*** Block opens ***

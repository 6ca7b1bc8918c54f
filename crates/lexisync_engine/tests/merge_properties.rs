//! Property tests for store merging.

use lexisync_engine::{LocalStore, MemoryStore};
use lexisync_protocol::{CollectionId, Entity, Timestamp};
use lexisync_testkit::generators::remote_stream_strategy;
use proptest::prelude::*;
use std::collections::BTreeMap;

const V: CollectionId = CollectionId::Vocabularies;

fn newest_per_id(stream: &[Entity]) -> BTreeMap<String, Timestamp> {
    let mut newest = BTreeMap::new();
    for entity in stream {
        let slot = newest.entry(entity.id.clone()).or_insert(entity.updated_at);
        if entity.updated_at > *slot {
            *slot = entity.updated_at;
        }
    }
    newest
}

fn timestamps(store: &MemoryStore) -> BTreeMap<String, Timestamp> {
    store
        .list(V)
        .into_iter()
        .map(|e| (e.id, e.updated_at))
        .collect()
}

proptest! {
    #[test]
    fn store_keeps_newest_snapshot(stream in remote_stream_strategy(V, 40)) {
        let store = MemoryStore::new();
        for entity in stream.iter().cloned() {
            store.upsert_many(V, vec![entity]).unwrap();
        }
        prop_assert_eq!(timestamps(&store), newest_per_id(&stream));
    }

    #[test]
    fn merge_order_does_not_matter(stream in remote_stream_strategy(V, 40)) {
        let forward = MemoryStore::new();
        forward.upsert_many(V, stream.clone()).unwrap();

        let backward = MemoryStore::new();
        backward.upsert_many(V, stream.iter().rev().cloned().collect()).unwrap();

        prop_assert_eq!(timestamps(&forward), timestamps(&backward));
    }

    #[test]
    fn replaying_a_stream_applies_nothing(stream in remote_stream_strategy(V, 40)) {
        let store = MemoryStore::new();
        store.upsert_many(V, stream.clone()).unwrap();
        let before = store.list(V);

        let report = store.upsert_many(V, stream.clone()).unwrap();
        prop_assert_eq!(report.applied, 0);
        prop_assert_eq!(report.skipped, stream.len() as u64);
        prop_assert_eq!(store.list(V), before);
    }

    #[test]
    fn deletes_are_idempotent(stream in remote_stream_strategy(V, 20)) {
        let store = MemoryStore::new();
        store.upsert_many(V, stream.clone()).unwrap();
        let ids: Vec<String> = stream.iter().map(|e| e.id.clone()).collect();

        store.remove_many(V, &ids).unwrap();
        store.remove_many(V, &ids).unwrap();
        prop_assert_eq!(store.len(V), 0);
    }
}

*** Block closes ***

• [Task brief]: Once more, write out all of the entries above exactly.

• [Answer for the task]:
repository 6ca7b1bc8918c54f
filename crates/lexisync_engine/tests/merge_properties.rs
//! Property tests for store merging.

use lexisync_engine::{LocalStore, MemoryStore};
use lexisync_protocol::{CollectionId, Entity, Timestamp};
use lexisync_testkit::generators::remote_stream_strategy;
use proptest::prelude::*;
use std::collections::BTreeMap;

const V: CollectionId = CollectionId::Vocabularies;

fn newest_per_id(stream: &[Entity]) -> BTreeMap<String, Timestamp> {
    let mut newest = BTreeMap::new();
    for entity in stream {
        let slot = newest.entry(entity.id.clone()).or_insert(entity.updated_at);
        if entity.updated_at > *slot {
            *slot = entity.updated_at;
        }
    }
    newest
}

fn timestamps(store: &MemoryStore) -> BTreeMap<String, Timestamp> {
    store
        .list(V)
        .into_iter()
        .map(|e| (e.id, e.updated_at))
        .collect()
}

proptest! {
    #[test]
    fn store_keeps_newest_snapshot(stream in remote_stream_strategy(V, 40)) {
        let store = MemoryStore::new();
        for entity in stream.iter().cloned() {
            store.upsert_many(V, vec![entity]).unwrap();
        }
        prop_assert_eq!(timestamps(&store), newest_per_id(&stream));
    }

    #[test]
    fn merge_order_does_not_matter(stream in remote_stream_strategy(V, 40)) {
        let forward = MemoryStore::new();
        forward.upsert_many(V, stream.clone()).unwrap();

        let backward = MemoryStore::new();
        backward.upsert_many(V, stream.iter().rev().cloned().collect()).unwrap();

        prop_assert_eq!(timestamps(&forward), timestamps(&backward));
    }

    #[test]
    fn replaying_a_stream_applies_nothing(stream in remote_stream_strategy(V, 40)) {
        let store = MemoryStore::new();
        store.upsert_many(V, stream.clone()).unwrap();
        let before = store.list(V);

        let report = store.upsert_many(V, stream.clone()).unwrap();
        prop_assert_eq!(report.applied, 0);
        prop_assert_eq!(report.skipped, stream.len() as u64);
        prop_assert_eq!(store.list(V), before);
    }

    #[test]
    fn deletes_are_idempotent(stream in remote_stream_strategy(V, 20)) {
        let store = MemoryStore::new();
        store.upsert_many(V, stream.clone()).unwrap();
        let ids: Vec<String> = stream.iter().map(|e| e.id.clone()).collect();

        store.remove_many(V, &ids).unwrap();
        store.remove_many(V, &ids).unwrap();
        prop_assert_eq!(store.len(V), 0);
    }
}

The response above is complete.